今回は、新ルールの内容を以下のA〜Dに区分し、その開示や適用の状況を見ていきたいと思います。
(手作業による集計のため、見逃し等があるかも知れません。その点はあらかじめご了承ください。)
1.集計対象と新ルールの概要
(1)集計対象:2023年10月1日以降に東証の一般市場へのIPOが承認され、2023年中に上場する18社(2023年12月19日現在。TOKYO PRO Marketから一般市場へのステップアップ1社を含む)
(2)新ルールの概要と項目ごとの届出書等への記載社数
項目 |
新ルールの概要 |
届出書等に記載した社数 |
A |
上場承認日から上場日までの期間短縮(S-1方式) |
0社 |
B |
届出書提出日から公開価格決定日までは、上場日に幅を持たせる |
4社 |
C |
ブックビルディングをやり直すことなく、仮条件の範囲外での公開価格の設定や売出株数の変更が可能 ・ 仮条件価格帯、売出株式数、オファリングサイズを当初予定の 80%〜120%の範囲で変更可能 |
13社 |
D |
訂正届出書の交付により、数週間から数ヶ月の上場日の延期が可能 |
12社 |
(注1)新ルールの詳細については、日本証券業協会の以下のページをご参照ください。
https://www.jsda.or.jp/shijyo/minasama/koukaikakaku.html
(注2)新ルールを利用する場合(項目C、Dについては実施する可能性がある場合)は、届出書等にその内容を記載する必要があります。

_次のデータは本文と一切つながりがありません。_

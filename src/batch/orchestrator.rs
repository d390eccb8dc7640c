//! Batch job orchestrator.
//!
//! Drives a generation job from submission to retrieved results:
//!
//! ```text
//! submit ──▶ items (synchronous)          ──▶ done
//!        └─▶ job id ──▶ poll status ──┬─▶ success  ──▶ retrieve results
//!                           ▲         ├─▶ failure  ──▶ JobFailed / Expired
//!                           │         ├─▶ pending  ──▶ sleep
//!                           └─────────┴─▶ unusable ──▶ recovery chain, sleep
//! ```

use std::sync::Arc;
use std::time::Duration;

use tracing::{debug, info, instrument, warn};

use crate::backend::{BackendRoutes, JobBackend};

use super::error::BatchError;
use super::models::{BatchJob, GeneratedItem, GenerationRequest, JobHandle, JobStatus};
use super::recovery::{RecoveryStrategy, StrategyFailure, SyncProgress};
use super::signal::{
    BackendSignal, FailureKind, ResultsSignal, Terminal, classify_backend_signal,
    classify_results, error_message, has_error_signal, items_field, job_id_field, parse_items,
};

/// Items requested per call when degrading to single-request generation.
pub const DEFAULT_PER_CALL_CAP: usize = 10;

/// Consecutive unusable status replies before recovery strategies run.
pub const DEFAULT_UNREACHABLE_THRESHOLD: u32 = 2;

/// Poll cadence and wait budget for one `await_completion` call.
#[derive(Debug, Clone, Copy, PartialEq, Eq)]
pub struct PollPolicy {
    pub interval: Duration,
    pub max_wait: Duration,
}

impl PollPolicy {
    pub fn new(interval: Duration, max_wait: Duration) -> Self {
        Self { interval, max_wait }
    }
}

impl Default for PollPolicy {
    fn default() -> Self {
        Self {
            interval: Duration::from_secs(30),
            max_wait: Duration::from_secs(30 * 60),
        }
    }
}

/// Result of a submission.
#[derive(Debug)]
pub enum SubmitOutcome {
    /// The backend answered synchronously with the generated items.
    Completed(Vec<GeneratedItem>),
    /// The backend queued the work as a batch job.
    Queued(JobHandle),
}

/// Submits batch jobs and waits for their results.
///
/// Generic over `B: JobBackend` so tests can inject a scripted backend.
pub struct BatchOrchestrator<B: JobBackend> {
    pub(super) backend: Arc<B>,
    pub(super) routes: BackendRoutes,
    recovery: Vec<RecoveryStrategy>,
    pub(super) per_call_cap: usize,
    unreachable_threshold: u32,
}

impl<B: JobBackend> BatchOrchestrator<B> {
    /// Create an orchestrator with the default recovery chain for `routes`.
    pub fn new(backend: Arc<B>, routes: BackendRoutes) -> Self {
        let recovery = RecoveryStrategy::default_chain(&routes);
        Self {
            backend,
            routes,
            recovery,
            per_call_cap: DEFAULT_PER_CALL_CAP,
            unreachable_threshold: DEFAULT_UNREACHABLE_THRESHOLD,
        }
    }

    pub fn with_per_call_cap(mut self, cap: usize) -> Self {
        self.per_call_cap = cap.max(1);
        self
    }

    pub fn with_unreachable_threshold(mut self, threshold: u32) -> Self {
        self.unreachable_threshold = threshold.max(1);
        self
    }

    pub fn with_recovery(mut self, chain: Vec<RecoveryStrategy>) -> Self {
        self.recovery = chain;
        self
    }

    pub fn routes(&self) -> &BackendRoutes {
        &self.routes
    }

    pub fn recovery(&self) -> &[RecoveryStrategy] {
        &self.recovery
    }

    /// Send a generation request to the submission endpoint.
    #[instrument(skip_all, fields(certification = %request.certification, count = request.count))]
    pub async fn submit(&self, request: &GenerationRequest) -> Result<SubmitOutcome, BatchError> {
        request.validate()?;

        let body = serde_json::to_value(request)?;
        let reply = self.backend.post(&self.routes.submit, &body).await?;
        let endpoint = self.routes.submit.clone();

        if !reply.is_success() || has_error_signal(&reply.body) {
            return Err(BatchError::MalformedResponse {
                endpoint,
                detail: error_message(&reply.body)
                    .unwrap_or_else(|| format!("submission rejected with HTTP {}", reply.status)),
            });
        }

        let items = items_field(&reply.body).map(parse_items);
        let job_id = job_id_field(&reply.body);

        // A queued reply may echo an empty question list next to its job id.
        if let Some(items) = items.filter(|items| !items.is_empty() || job_id.is_none()) {
            info!(count = items.len(), "backend completed generation synchronously");
            return Ok(SubmitOutcome::Completed(items));
        }

        if let Some(id) = job_id {
            let handle = JobHandle::new(id, Some(request.clone())).map_err(|e| {
                BatchError::MalformedResponse {
                    endpoint: endpoint.clone(),
                    detail: e.to_string(),
                }
            })?;
            info!(job_id = handle.id(), "batch job submitted");
            return Ok(SubmitOutcome::Queued(handle));
        }

        Err(BatchError::MalformedResponse {
            endpoint,
            detail: "response carried neither questions nor a job id".to_string(),
        })
    }

    /// Poll until the job finishes, fails, or the wait budget runs out.
    ///
    /// The budget is measured from the handle's submission time. Transport
    /// errors and unusable status replies are retried; once the status
    /// endpoint has been unusable for a few polls in a row the recovery
    /// chain runs on every poll.
    #[instrument(skip_all, fields(job_id = handle.id()))]
    pub async fn await_completion(
        &self,
        handle: &JobHandle,
        policy: PollPolicy,
    ) -> Result<Vec<GeneratedItem>, BatchError> {
        let mut job = BatchJob::new(handle.clone());
        let mut unreachable_streak = 0u32;
        let mut progress = SyncProgress::default();

        loop {
            let last_error = match self.query_status(handle).await {
                BackendSignal::Terminal(Terminal::Succeeded) => {
                    job.advance(JobStatus::Completed);
                    info!("batch job completed, retrieving results");
                    return self.retrieve_results(handle).await;
                }
                BackendSignal::Terminal(Terminal::Failed {
                    kind,
                    status,
                    detail,
                }) => {
                    job.advance(status);
                    warn!(%status, ?detail, "batch job failed");
                    return Err(failure_error(handle.id(), kind, status, detail));
                }
                BackendSignal::NonTerminal(status) => {
                    unreachable_streak = 0;
                    job.advance(status);
                    debug!(status = ?job.status(), "batch job still running");
                    None
                }
                BackendSignal::Unreachable(reason) => {
                    unreachable_streak += 1;
                    debug!(%reason, unreachable_streak, "status endpoint unusable");

                    if unreachable_streak >= self.unreachable_threshold {
                        if let Some(items) = self.recover(&job, &mut progress).await? {
                            return Ok(items);
                        }
                    }
                    Some(reason)
                }
            };

            let waited = handle.elapsed();
            if waited > policy.max_wait {
                warn!(waited_secs = waited.as_secs(), "gave up waiting for batch job");
                return Err(BatchError::Timeout {
                    job_id: handle.id().to_string(),
                    waited_secs: waited.as_secs(),
                    last_status: job.status(),
                    last_error,
                });
            }

            tokio::time::sleep(policy.interval).await;
        }
    }

    /// Fetch the results of a job known to have finished.
    ///
    /// Any failure reported here is a late job failure and is not retried.
    #[instrument(skip_all, fields(job_id = handle.id()))]
    pub async fn retrieve_results(
        &self,
        handle: &JobHandle,
    ) -> Result<Vec<GeneratedItem>, BatchError> {
        let path = self.routes.results_for(handle.id());
        let reply = self.backend.get(&path, &[]).await?;

        match classify_results(reply.status, &reply.body) {
            ResultsSignal::Items(items) => {
                info!(count = items.len(), "retrieved batch results");
                Ok(items)
            }
            ResultsSignal::Failed {
                expired: true,
                detail,
                ..
            } => Err(BatchError::Expired {
                job_id: handle.id().to_string(),
                detail: Some(detail),
            }),
            ResultsSignal::Failed { status, detail, .. } => Err(BatchError::JobFailed {
                job_id: handle.id().to_string(),
                status,
                detail: Some(detail),
            }),
            ResultsSignal::Malformed(detail) => Err(BatchError::MalformedResponse {
                endpoint: path,
                detail,
            }),
        }
    }

    /// One classified status poll. Transport errors become `Unreachable`.
    pub async fn query_status(&self, handle: &JobHandle) -> BackendSignal {
        let path = self.routes.status_for(handle.id());
        match self.backend.get(&path, &[]).await {
            Ok(reply) => classify_backend_signal(reply.status, &reply.body),
            Err(e) => BackendSignal::Unreachable(e.to_string()),
        }
    }

    /// Run the recovery chain once, in order.
    ///
    /// `Ok(None)` means every strategy came up empty; the caller keeps
    /// polling. Only a definite job failure is returned as an error.
    async fn recover(
        &self,
        job: &BatchJob,
        progress: &mut SyncProgress,
    ) -> Result<Option<Vec<GeneratedItem>>, BatchError> {
        for strategy in &self.recovery {
            if matches!(strategy, RecoveryStrategy::Synchronous) && progress.is_exhausted() {
                continue;
            }

            match self.attempt(strategy, job, progress).await {
                Ok(items) => {
                    info!(%strategy, count = items.len(), "recovered batch results");
                    return Ok(Some(items));
                }
                Err(StrategyFailure::Fatal(e)) => return Err(e),
                Err(StrategyFailure::Unavailable(reason)) => {
                    debug!(
                        %strategy,
                        %reason,
                        gathered = progress.gathered(),
                        "recovery strategy came up empty"
                    );
                }
            }
        }
        Ok(None)
    }
}

fn failure_error(
    job_id: &str,
    kind: FailureKind,
    status: JobStatus,
    detail: Option<String>,
) -> BatchError {
    match kind {
        FailureKind::Expired => BatchError::Expired {
            job_id: job_id.to_string(),
            detail,
        },
        FailureKind::Cancelled | FailureKind::Failed => BatchError::JobFailed {
            job_id: job_id.to_string(),
            status: status.to_string(),
            detail,
        },
    }
}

上表の社数は、有価証券届出書(または、仮条件決定時の訂正届出書)の「証券情報」に、新ルールの利用について記載した会社数を表しています。
2.個別事例
項目Bについて
(1)有価証券届出書に、上場日に幅を持たせたる旨を記載した会社は18社中4社で、日程のパターンは2つあるようです。(なお、この4社はいずれも、幅を持たせた日のうち最も早い日を上場日に決定しています)
① |
仮条件決定日は固定し、公開価格決定日と上場日に幅を持たせる方法 |
Japan Eyewear Holdings㈱ ブルーイノベーション㈱ |
② |
仮条件決定日、公開価格決定日、上場日に幅を持たせる方法 |
㈱ロココ ㈱早稲田学習研究会 |
項目Cについて
(1)項目Cについては、18社中13社が仮条件決定時までに、ルールの利用の可能性について届出書等に記載しています。
なお、記載が見当たらなかった以下の5社は、従来のルールで価格設定を行ったと思われます。
㈱QPS研究所、アウトルックコンサルティング㈱、S&J㈱
ナイル㈱、㈱ナルネットコミュニケーションズ
(2)項目Cについて届出書等に記載した13社のうち11社は、「公開価格の仮条件外での決定」「売出株数の変更」「オファリングサイズの範囲」の3項目について記載しています。
他の2社(㈱雨風太陽、ヒューマンテクノロジーズ㈱)は、「公開価格の仮条件外での決定」のみについて記載しています。
(3)3項目を記載した11社について、「証券情報」での記載箇所を確認したところ、以下の3パターンがありました。
|
募集要項 |
売出要項 |
募集又は売出しに関する 特別記載事項 |
① |
公開価格 |
売出株数 |
オファリングサイズ |
② |
公開価格 オファリングサイズ |
売出株数 オファリングサイズ |
- |
③ |
公開価格 オファリングサイズ |
公開価格 売出株数 オファリングサイズ |
- |
(注3)記載のタイミングについては、「有価証券届出書提出時から記載」と「仮条件決定時の訂正届出書で初めて記載」の2通りがありました。
(4)公開価格決定時に実際に項目Cが適用されたのは13社中、以下の4社で、いずれも仮条件の上限の120%で公開価格を決定しています。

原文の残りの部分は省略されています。